Un niño que esperaba la Navidad, tan ansiadamente como los comerciantes, le pregunta a su padre: “¿Papá, qué me vas a regalar esta Navidad?”. El padre le responde con otra pregunta: “¿Qué te regalé el año pasado?”. “Un globo”, dice el niño. “Bien, pues este año te lo inflo”. Y eso ocurre, sistemáticamente, con las mujeres que se encargan del peso de la Navidad en familia (porque, no nos engañemos, son, sobre todo, mujeres): que nos inflan, no el globo, sino a nosotras con una responsabilidad que nos hace estallar a las primeras de cambio. ¿Para qué vamos a comprar figuritas para el Belén si con nosotras solas lo tenemos completo?
Panadera, lavandera, posadera…Sin ir más lejos: la panadera. Es posible que no lleguemos a amasar el pan, pero sí que nos encargamos de traerlo a casa junto con los dulces típicos navideños, que si el turrón, el mazapán, las tortas de almendras, los polvorones, los rollos de vino, mantecados, pastelitos de cabello de ángel… vamos, unos destructores absolutos de la silueta. A tomar viento la operación bikini: unos minutos en la boca y una eternidad en las caderas. Dinero para comprarlos y dinero para quitárnoslos de encima a base de dietistas y productos nada milagrosos pero sí carísimos, mientras otra parte del mundo apenas tiene nada para echarse a la boca. De las lavanderas… qué quieren que les diga… pues que tampoco es que nosotras ahora vayamos a lavar al río –hay muchas mujeres que lo han hecho y lo siguen haciendo en la actualidad en otras partes del mundo–, pero hay que ver los montonazos de ropa de los nenes, resto de familia y casa: que si manteles por aquí y mantelitos por allá, sábanas, toallas, calcetines (cómo los odio), servilletas, porque, claro, cómo vamos a poner las de usar y tirar que colocamos el resto del año –aunque lo que vemos en las servilletas no seamos capaces de verlo en la cantidad de personas que usamos y tiramos sin importarnos nada. Y qué decir de la posadera: si las casas en Navidad se convierten en parada y fonda de amigos, hijos, yernos y nueras que viven fuera y vuelven como los arbolitos, con las bolas de adorno y sin moverse mucho del sitio.
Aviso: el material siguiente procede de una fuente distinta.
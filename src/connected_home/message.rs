// SPDX-License-Identifier: MPL-2.0
// This Source Code Form is subject to the terms of the Mozilla Public
// License, v. 2.0. If a copy of the MPL was not distributed with this
// file, You can obtain one at https://mozilla.org/MPL/2.0/.

//! Connected Home message envelope and payloads.

use serde::{Deserialize, Serialize};
use serde_json::Value;

/// Payload version spoken by this adapter.
pub const PAYLOAD_VERSION: &str = "1";

/// Message namespaces.
pub mod namespace {
    /// Appliance discovery.
    pub const DISCOVERY: &str = "Discovery";
    /// Appliance control.
    pub const CONTROL: &str = "Control";
}

/// Message names.
pub mod name {
    /// Discovery response.
    pub const DISCOVER_APPLIANCES_RESPONSE: &str = "DiscoverAppliancesResponse";
    /// On/off request.
    pub const SWITCH_ON_OFF_REQUEST: &str = "SwitchOnOffRequest";
    /// On/off response.
    pub const SWITCH_ON_OFF_RESPONSE: &str = "SwitchOnOffResponse";
}

/// Header shared by every request and response.
#[derive(Debug, Clone, PartialEq, Eq, Serialize, Deserialize)]
#[serde(rename_all = "camelCase")]
pub struct Header {
    /// Message namespace, e.g. `Discovery`.
    pub namespace: String,
    /// Message name, e.g. `SwitchOnOffRequest`.
    pub name: String,
    /// Payload version.
    #[serde(default = "default_payload_version")]
    pub payload_version: String,
    /// Request identifier, when the caller supplies one.
    #[serde(default, skip_serializing_if = "Option::is_none")]
    pub message_id: Option<String>,
}

fn default_payload_version() -> String {
    PAYLOAD_VERSION.to_string()
}

impl Header {
    /// Creates a header with the current payload version.
    #[must_use]
    pub fn new(namespace: impl Into<String>, name: impl Into<String>) -> Self {
        Self {
            namespace: namespace.into(),
            name: name.into(),
            payload_version: default_payload_version(),
            message_id: None,
        }
    }
}

/// A request or response: header plus free-form payload.
///
/// # Examples
///
/// ```
/// use particle_home::connected_home::Message;
///
/// let json = r#"{"header":{"namespace":"Discovery","name":"DiscoverAppliancesRequest","payloadVersion":"1"},
///                "payload":{"accessToken":"abc"}}"#;
/// let message: Message = serde_json::from_str(json).unwrap();
/// assert_eq!(message.header.namespace, "Discovery");
/// ```
#[derive(Debug, Clone, PartialEq, Serialize, Deserialize)]
pub struct Message {
    /// Message header.
    pub header: Header,
    /// Message payload.
    #[serde(default)]
    pub payload: Value,
}

impl Message {
    /// Creates a message.
    #[must_use]
    pub fn new(header: Header, payload: Value) -> Self {
        Self { header, payload }
    }
}

/// Payload of a discovery request.
#[derive(Debug, Clone, Default, Deserialize)]
#[serde(rename_all = "camelCase")]
pub(crate) struct DiscoveryPayload {
    #[serde(default)]
    pub access_token: Option<String>,
}

/// Appliance reference inside a control request.
#[derive(Debug, Clone, Default, Deserialize)]
#[serde(rename_all = "camelCase")]
pub(crate) struct ApplianceRef {
    #[serde(default)]
    pub appliance_id: Option<String>,
}

/// Payload of a control request.
#[derive(Debug, Clone, Default, Deserialize)]
#[serde(rename_all = "camelCase")]
pub(crate) struct ControlPayload {
    #[serde(default)]
    pub access_token: Option<Value>,
    #[serde(default)]
    pub appliance: Option<ApplianceRef>,
    #[serde(default)]
    pub switch_control_action: Option<String>,
}

/// Error codes reported back in a control error response.
#[derive(Debug, Clone, Copy, PartialEq, Eq, Serialize, Deserialize)]
#[serde(rename_all = "SCREAMING_SNAKE_CASE")]
pub enum ControlErrorCode {
    /// The request name is not supported.
    UnsupportedOperation,
    /// The request payload is invalid, or the device rejected the command.
    UnexpectedInformationReceived,
    /// The cloud could not be reached.
    DependentServiceUnavailable,
}

impl ControlErrorCode {
    /// Returns the wire representation.
    #[must_use]
    pub const fn as_str(self) -> &'static str {
        match self {
            Self::UnsupportedOperation => "UNSUPPORTED_OPERATION",
            Self::UnexpectedInformationReceived => "UNEXPECTED_INFORMATION_RECEIVED",
            Self::DependentServiceUnavailable => "DEPENDENT_SERVICE_UNAVAILABLE",
        }
    }
}

impl std::fmt::Display for ControlErrorCode {
    fn fmt(&self, f: &mut std::fmt::Formatter<'_>) -> std::fmt::Result {
        f.write_str(self.as_str())
    }
}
Todo eso sin perder de vista que a quienes acogemos en nuestras mesas pocas veces o nunca serán alguno de los indigentes con los que tropezamos en la calle, esos a los que evitamos mirar porque en sus ojos vemos nuestra propia cobardía, nuestros miedos, nuestros egoísmos… tan legítimos y, al mismo tiempo, tan limitantes. Claro que no. Serán los “familiares” que nos despellejan a nuestras espaladas pero que nos enseñan la mejor de las sonrisas porque estamos en Navidad y, en esta época, las puñaladas traperas se envuelven en papel de celofán y espumillón.
Pero lo que, por siglos que pasen, no puede envolverse en ningún papel mágico que lo haga desaparecer del Belén de la vida es la “matanza de los inocentes”, hoy como ayer seguimos rodeados de Herodes que presos de sus ambiciones mercadean con vidas humanas: las compran, las venden, las violan, las asesinan. Y, desgraciadamente, pocas veces tienen la posibilidad de huir a ningún Egipto o de encontrar en el camino de la vida la palmera que las proteja y distraiga de la vista de los soldados que pasen junto a ellas. Y ni la Navidad ni la supuesta paz que deberían traer estos días son capaces de plantar un huerto de palmeras que dé cobijo a tanta posible huida.
Pero, volviendo al Belén casero, si ya hablamos de la Madre… para quienes unas pocas y humildes pajas son suficientes porque el resto lo ponen ellas en amor, entrega, dedicación y cuidado, pues ya tenemos casi completo el Belén.
Faltaría el Niño, pero esa Luz ha de nacer de manera personal e intransferible en los corazones que decidan aceptarlo.
Y, aunque no es verdad que “Palos a gusto, no duelen”, porque doler, duelen, también es verdad que, a pesar del inmenso trabajo que hay en los hogares estos días, cuando todos los preparativos han pasado y nos sentamos a la mesa, la felicidad de esos momentos vence al cansancio de los anteriores. De todas maneras, hace unos días me enviaron un mensaje que decía: “He llorado con el anuncio de la lotería de Navidad al descubrir que existe una mujer capaz de decirle a su marido que se vaya al bar”. Y yo digo que quien haya escrito eso no ha debido de preguntarle a ninguna mujer porque seguro que, además de animar a su marido, alentaría al resto de la tropa y no para tomarse sólo un café, sino para instalarse en el bar hasta pasar los Reyes.